We took off towards the west and looped around Lantau, crossing the middle of it heading northeast. This is the first time I've gone through this routing as my prior flights to China would fly over the city a bit more before veering north. This presented some interesting views out the window.
Soon, the entire illuminated airport island came into view.
The suburbs of Tuen Mun and Tin Shui Wai looked quite unique from this angle as the arrival flight paths wouldn't come anywhere near these stretches.
The long bright line is the Shenzhen Bay Bridge with mainland China on the other side.
The skies were still clear as we crossed into Shenzhen right above the Futian business district.
Nanshan District has its own skyscraper cluster now.
The crew started their service with a bottle of water each.

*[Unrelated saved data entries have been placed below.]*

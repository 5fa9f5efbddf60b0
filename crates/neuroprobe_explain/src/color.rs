//! Colour mapping of normalized values.

use std::fmt;
use std::str::FromStr;

use neuroprobe_core::{CoreError, Result};
use serde::{Deserialize, Serialize};

/// An 8-bit RGB colour.
#[derive(Debug, Clone, Copy, PartialEq, Eq, Hash, Serialize, Deserialize)]
pub struct Rgb {
    /// Red channel.
    pub r: u8,
    /// Green channel.
    pub g: u8,
    /// Blue channel.
    pub b: u8,
}

impl Rgb {
    /// Create a colour from its channels.
    #[must_use]
    pub const fn new(r: u8, g: u8, b: u8) -> Self {
        Self { r, g, b }
    }

    fn named(name: &str) -> Option<Self> {
        let rgb = match name {
            "black" => Self::new(0, 0, 0),
            "white" => Self::new(255, 255, 255),
            "red" => Self::new(255, 0, 0),
            "green" => Self::new(0, 128, 0),
            "lime" => Self::new(0, 255, 0),
            "blue" => Self::new(0, 0, 255),
            "yellow" => Self::new(255, 255, 0),
            "cyan" | "aqua" => Self::new(0, 255, 255),
            "magenta" | "fuchsia" => Self::new(255, 0, 255),
            "gray" | "grey" => Self::new(128, 128, 128),
            "orange" => Self::new(255, 165, 0),
            "purple" => Self::new(128, 0, 128),
            _ => return None,
        };
        Some(rgb)
    }

    fn from_hex(hex: &str) -> Option<Self> {
        let channel = |s: &str| u8::from_str_radix(s, 16).ok();
        match hex.len() {
            6 => Some(Self::new(
                channel(&hex[0..2])?,
                channel(&hex[2..4])?,
                channel(&hex[4..6])?,
            )),
            // #rgb shorthand: each digit is doubled
            3 => {
                let d = |i: usize| channel(&hex[i..i + 1]).map(|v| v * 17);
                Some(Self::new(d(0)?, d(1)?, d(2)?))
            }
            _ => None,
        }
    }
}

impl FromStr for Rgb {
    type Err = CoreError;

    fn from_str(s: &str) -> Result<Self> {
        let trimmed = s.trim();
        let parsed = match trimmed.strip_prefix('#') {
            Some(hex) if hex.is_ascii() => Self::from_hex(hex),
            Some(_) => None,
            None => Self::named(&trimmed.to_ascii_lowercase()),
        };
        parsed.ok_or_else(|| CoreError::InvalidConfig(format!("unrecognised colour '{}'", s)))
    }
}

impl fmt::Display for Rgb {
    fn fmt(&self, f: &mut fmt::Formatter<'_>) -> fmt::Result {
        write!(f, "#{:02x}{:02x}{:02x}", self.r, self.g, self.b)
    }
}

/// Maps values in `[-1, 1]` onto a list of evenly spaced colour stops.
///
/// Pure and deterministic; shares no state between calls.
#[derive(Debug, Clone, PartialEq, Eq)]
pub struct ColorMapper {
    stops: Vec<Rgb>,
}

impl ColorMapper {
    /// Create a mapper from at least two stops.
    pub fn new(stops: Vec<Rgb>) -> Result<Self> {
        if stops.len() < 2 {
            return Err(CoreError::InvalidConfig(format!(
                "need at least 2 colour stops, got {}",
                stops.len()
            )));
        }
        Ok(Self { stops })
    }

    /// Create a mapper from colour names or hex codes.
    pub fn from_names<S: AsRef<str>>(names: &[S]) -> Result<Self> {
        let stops = names
            .iter()
            .map(|n| n.as_ref().parse())
            .collect::<Result<Vec<Rgb>>>()?;
        Self::new(stops)
    }

    /// The configured stops.
    #[must_use]
    pub fn stops(&self) -> &[Rgb] {
        &self.stops
    }

    /// Colour of a single value. Values outside `[-1, 1]` are clamped and NaN maps like 0.
    #[must_use]
    pub fn color_of(&self, value: f32) -> Rgb {
        let value = if value.is_nan() {
            0.0
        } else {
            value.clamp(-1.0, 1.0)
        };
        let last = self.stops.len() - 1;
        let scaled = (value + 1.0) / 2.0 * last as f32;
        let idx = (scaled.floor() as usize).min(last);
        let frac = scaled - idx as f32;

        if idx == last || frac == 0.0 {
            return self.stops[idx];
        }
        self.blend(idx, frac)
    }

    /// Interpolate from stop `idx` towards the next one.
    ///
    /// At the last stop there is no next one, so the previous stop is used.
    #[must_use]
    pub fn blend(&self, idx: usize, frac: f32) -> Rgb {
        let last = self.stops.len() - 1;
        let idx = idx.min(last);
        let next = if idx < last { idx + 1 } else { idx - 1 };
        let (a, b) = (self.stops[idx], self.stops[next]);

        let lerp = |x: u8, y: u8| -> u8 {
            let v = f32::from(x) + (f32::from(y) - f32::from(x)) * frac;
            v.round().clamp(0.0, 255.0) as u8
        };
        Rgb::new(lerp(a.r, b.r), lerp(a.g, b.g), lerp(a.b, b.b))
    }

    /// Colours of every value in a normalized image.
    #[must_use]
    pub fn map_image(&self, values: &[f32]) -> Vec<Rgb> {
        values.iter().map(|&v| self.color_of(v)).collect()
    }
}

impl Default for ColorMapper {
    /// Blue for negative, black at zero, white for positive.
    fn default() -> Self {
        Self {
            stops: vec![Rgb::new(0, 0, 255), Rgb::new(0, 0, 0), Rgb::new(255, 255, 255)],
        }
    }
}
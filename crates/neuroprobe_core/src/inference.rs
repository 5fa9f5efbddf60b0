//! Forward passes that produce the activations used as modulation.

use ndarray::{Array1, ArrayView1};
use serde::{Deserialize, Serialize};

use crate::error::{CoreError, Result};
use crate::weights::WeightStore;

/// Output of one forward pass.
#[derive(Debug, Clone, PartialEq, Serialize, Deserialize)]
pub struct ForwardPass {
    /// Index of the most probable class.
    pub prediction: usize,
    /// Per-layer activations: hidden first, output last.
    pub activations: Vec<Vec<f32>>,
}

impl ForwardPass {
    /// Hidden-layer activations, if the pass recorded them.
    #[must_use]
    pub fn hidden(&self) -> Option<&[f32]> {
        if self.activations.len() < 2 {
            return None;
        }
        self.activations.first().map(Vec::as_slice)
    }

    /// Output-layer activations.
    #[must_use]
    pub fn output(&self) -> Option<&[f32]> {
        self.activations.last().map(Vec::as_slice)
    }
}

/// Runs the trained network on one input image.
pub trait InferenceRunner {
    /// Forward `input` through the network.
    fn forward(&self, input: &[f32]) -> Result<ForwardPass>;
}

/// Dense ReLU → softmax network backed by a [`WeightStore`].
#[derive(Debug, Clone, Copy)]
pub struct DenseNetwork<'a> {
    store: &'a WeightStore,
}

impl<'a> DenseNetwork<'a> {
    /// Wrap a weight store.
    #[must_use]
    pub fn new(store: &'a WeightStore) -> Self {
        Self { store }
    }
}

impl InferenceRunner for DenseNetwork<'_> {
    fn forward(&self, input: &[f32]) -> Result<ForwardPass> {
        if input.len() != self.store.n_inputs() {
            return Err(CoreError::dimension(self.store.n_inputs(), input.len()));
        }

        let x = ArrayView1::from(input);
        let hidden = (x.dot(&self.store.input_weights()) + self.store.hidden_bias())
            .mapv(|z| z.max(0.0));
        let logits = hidden.dot(&self.store.output_weights()) + self.store.output_bias();
        let output = softmax(&logits);
        let prediction = argmax(&output);

        tracing::debug!(prediction, "forward pass");
        Ok(ForwardPass {
            prediction,
            activations: vec![hidden.to_vec(), output.to_vec()],
        })
    }
}

fn softmax(logits: &Array1<f32>) -> Array1<f32> {
    let max = logits.fold(f32::NEG_INFINITY, |m, &z| m.max(z));
    let exp = logits.mapv(|z| (z - max).exp());
    let sum = exp.sum();
    if sum > 0.0 {
        exp / sum
    } else {
        exp
    }
}

/// Index of the first maximum.
fn argmax(values: &Array1<f32>) -> usize {
    values
        .iter()
        .enumerate()
        .fold((0, f32::NEG_INFINITY), |(best, best_val), (i, &v)| {
            if v > best_val {
                (i, v)
            } else {
                (best, best_val)
            }
        })
        .0
}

About half an hour after take-off, they started distributing a hot bun. I passed since I had already eaten an early dinner at home before setting off for the airport, and the bun didn't look appetizing. The weather started turning bad and the bumps got progressively more frequent and worse. I noticed a lot of flashing outside, which wasn't a particularly good sign and eventually the captain asked the crew to sit down and stop serving dinner. The weather would only calm down well after the half-way mark and I hoped my left window would pay off with a grand view of the city on approach. I was not disappointed.

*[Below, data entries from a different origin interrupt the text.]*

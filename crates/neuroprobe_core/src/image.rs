//! Image values paired with the extremes of their construction.

use serde::{Deserialize, Serialize};

use crate::error::{CoreError, Result};

/// Side length of a square input image.
pub const IMAGE_SIDE: usize = 28;

/// Number of pixels in one input image.
pub const IMAGE_SIZE: usize = IMAGE_SIDE * IMAGE_SIDE;

/// A reconstructed or raw image.
///
/// `min` and `max` record the extremes observed by whatever produced the
/// image. They are not rescanned when the values are transformed, so a
/// saliency map can carry the extremes of the projection it came from.
#[derive(Debug, Clone, PartialEq, Serialize, Deserialize)]
pub struct Image {
    values: Vec<f32>,
    min: f32,
    max: f32,
}

impl Image {
    /// Create an image with explicit extremes.
    #[must_use]
    pub fn new(values: Vec<f32>, min: f32, max: f32) -> Self {
        Self { values, min, max }
    }

    /// Create an image whose extremes are scanned from `values`.
    ///
    /// An empty vector gets `min = max = 0`.
    #[must_use]
    pub fn from_values(values: Vec<f32>) -> Self {
        let (min, max) = extremes(&values);
        Self { values, min, max }
    }

    /// An all-zero image of `len` pixels with `min = max = 0`.
    #[must_use]
    pub fn zeros(len: usize) -> Self {
        Self {
            values: vec![0.0; len],
            min: 0.0,
            max: 0.0,
        }
    }

    /// Pixel values.
    #[must_use]
    pub fn values(&self) -> &[f32] {
        &self.values
    }

    /// Consume the image, returning its pixel values.
    #[must_use]
    pub fn into_values(self) -> Vec<f32> {
        self.values
    }

    /// Smallest value recorded at construction.
    #[must_use]
    pub const fn min(&self) -> f32 {
        self.min
    }

    /// Largest value recorded at construction.
    #[must_use]
    pub const fn max(&self) -> f32 {
        self.max
    }

    /// `max(|min|, |max|)`.
    #[must_use]
    pub fn max_abs(&self) -> f32 {
        self.min.abs().max(self.max.abs())
    }

    /// Number of pixels.
    #[must_use]
    pub fn len(&self) -> usize {
        self.values.len()
    }

    /// Check if the image has no pixels.
    #[must_use]
    pub fn is_empty(&self) -> bool {
        self.values.is_empty()
    }

    /// Fail with [`CoreError::DimensionMismatch`] unless the image has `expected` pixels.
    pub fn check_len(&self, expected: usize) -> Result<()> {
        if self.values.len() != expected {
            return Err(CoreError::dimension(expected, self.values.len()));
        }
        Ok(())
    }
}

/// Smallest and largest element, `(0, 0)` for an empty slice.
pub(crate) fn extremes(values: &[f32]) -> (f32, f32) {
    if values.is_empty() {
        return (0.0, 0.0);
    }
    values
        .iter()
        .fold((f32::INFINITY, f32::NEG_INFINITY), |(lo, hi), &v| {
            (lo.min(v), hi.max(v))
        })
}
//! Error types for neuroprobe_core.

use thiserror::Error;

/// Result type alias using [`CoreError`].
pub type Result<T> = std::result::Result<T, CoreError>;

/// Errors raised by the attribution and similarity engine.
#[derive(Error, Debug)]
pub enum CoreError {
    /// A vector or matrix had the wrong length.
    #[error("Dimension mismatch: expected {expected}, got {got}")]
    DimensionMismatch {
        /// Expected length.
        expected: usize,
        /// Actual length.
        got: usize,
    },

    /// An operation that needs at least one element received none.
    #[error("Empty input: {0}")]
    EmptyInput(String),

    /// A hidden-unit, class or corpus index was out of bounds.
    #[error("Index {index} out of range for length {length}")]
    IndexOutOfRange {
        /// The requested index.
        index: usize,
        /// The length of the indexed collection.
        length: usize,
    },

    /// Configuration was rejected.
    #[error("Invalid configuration: {0}")]
    InvalidConfig(String),

    /// Serialization/deserialization error.
    #[error("Serialization error: {0}")]
    SerializationError(String),

    /// I/O error.
    #[error("I/O error: {0}")]
    IoError(#[from] std::io::Error),
}

impl CoreError {
    /// Shorthand for a length check failure.
    pub fn dimension(expected: usize, got: usize) -> Self {
        Self::DimensionMismatch { expected, got }
    }

    /// Shorthand for an out-of-range index.
    pub fn out_of_range(index: usize, length: usize) -> Self {
        Self::IndexOutOfRange { index, length }
    }
}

Chongqing's arrival flight path from the south passes right next to the downtown core, which was why I aimed for a left window to try my luck.
We landed at 11:12pm with a 12 minute taxi to the terminal. By now, the metro's last train has just left and the terminal was quiet with us being the only arrival. We first needed to present our health QR code, then it was a quick exit through the immigration kiosk. With no checked bags, I was out land-side fairly quickly within 20 minutes.
The lights were already dimmed and I headed to the adjacent transportation centre where there was no line for a yellow cab into town. The airport terminal looked different and much newer from my last visit in 2014.